Wednesday, 9 December 2009

We're not there yet!

Suited and booted, it was great being scooped up to deliver the last of my “Talks” for the launch of Staffordshire’s ‘Parent Strategy’. My willing escort is one of those wonderful people who have really made a difference for families with children with special needs, and I love the in-depth conversations that we always enjoy. Sharing transport is a great way of really getting to know someone.

We have a theory that almost every family will get served a ‘dollop’ of something nasty to deal with at some time or another. For some families this ‘dollop’ is unspeakably smelly and difficult to live with, and for others, this ‘dollop’ can be dispatched quite quickly. ‘Dollops’ are part of life and if you feel that you haven’t had yours yet, then quite probably one is on its way. …. Let’s hope not. We feel that the ‘Parenting Strategy’ is there to try and help families manage their particular ‘dollop’ whenever and however it might occur.

I was inspired to deliver my presentation as amongst the crowd was the Head Teacher who, against all County advice, had the courage and vision to welcome Tilly to his mainstream first school, St Edwards, in Cheddleton. It was one of the first big hurdles that we thought we had to overcome, but in fact, we were pushing at an open door. The Head Teacher was delighted that we had chosen his school for our little girl. I remember being elated and sharing my great joy with our glorious, now sadly departed, Vicar, Martin Leigh, who smiled and simply replied, “They’ll be lucky to have her!” These words were revolutionary as I had never thought of our situation that way around.

Another inspirational figure in the audience was an experienced nurse who runs Jigsaw, a support group for those living with autism. This wonderful lady has two sons who live with disability, and she has given up her medical profession for her family and for others. I had her in mind when I stressed the point that parenting can be heartbreakingly difficult, even for those carers who have managed to have a career, in Health. It seems to me that living with disability takes no heed of background, ethnicity, social or economic standing.

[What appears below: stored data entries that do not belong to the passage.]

/// The interpreter state. A plain value: cloning it snapshots the whole
/// execution state (the host registry is shared, everything else is
/// copied with shared immutable payloads).
#[derive(Debug, Clone)]
pub struct Interpreter {
    program: Rc<BcProgram>,
    value_stack: Vec<BcValue>,
    call_stack: Vec<Environment>,
    print_output: Vec<String>,
    host: HostRegistry,
}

I really hope that this new Parenting Strategy will result in improved services for families struggling with the challenges that life has given them, especially as so much work as gone into it.

As preparations for Christmas continue, Tilly delighted us by using both her arm supports, working the electrics with her foot, and succeeded in helping Candice decorate their pink, fibre-optic Christmas tree. I wish I’d had my camera at the ready as it may have made a really thought-provoking Christmas card design. I’ve often thought that it would be super to design a range of Christmas cards featuring those who live with disability, excluding Tiny Tim, of course. Tilly designed one once with her as Mary in a typical Nativity scene and it was only just possible to make out her wheels under her long robe. I loved it and she sent it to John Caudwell, the person who gave Tilly her ‘wheels’, so it was perfect.

I had the pleasure of volunteering in the Caudwell Children charity’s office this week. I was immediately enveloped in a wall of photographs from this year’s Destination Dream’s trip to Florida. It was pure joy. Every picture had an amazing story to tell, and every story carried me right back to our amazing adventure to Give Kids the World last year. It really was the most magical trip that we will never forget.

My delightful reverie, however, came to an abrupt end when a Health Visitor rang in to ask the charity to refund the price of a bathroom that a family had funded for themselves by borrowing from relatives. I was quite shocked that this family had taken this route as with young children with significant disabilities they would probably have been entitled to an adaptations grant. It was explained that English was not the first language and that the family really had no idea of how to navigate the system and perhaps the charity could help. The Health Detectives were offered (trained volunteers to support local families needing guidance), and it was requested that perhaps the Health Visitor could also attend as she shares the same first language. To my utter shock and disappointment the Health Visitor replied that she was not an interpreter, but a Health Visitor! I could have cried.

I have been involved in working to enhance and improve the role of the Health Visitor when there is a child with a disability for over four years with Special Matters. There have been vanloads of reports, recommendations, audits and a recent relaunch of a checklist and guidelines. I know that this particular Health Visitor does not represent her entire workforce, but it still made me realise that there is still a very long way to go.

No matter how many strategies and projects are commissioned to improve services, at the end of the day, so much still seems depends upon the commitment of the person delivering the service and luck. That can’t be ‘right’ can it?

1 comment:

bonnie said...

Ah... Health visitors.Mine 'Phoned when we'd not long moved to the barn, and said 'we'd appeared to slip though the net and I'd not had my regular checks that I was entitled to 'post diagnosis', for quite a while, could she pop up and see me?'. To which my mum replied 'well no, actually; you can't today, she's busy AT HIGH SCHOOL, as she is FOURTEEN; but not to worry, she progressed nicely onto solid food, and she's talking ever so well....'Smashing, aren't they?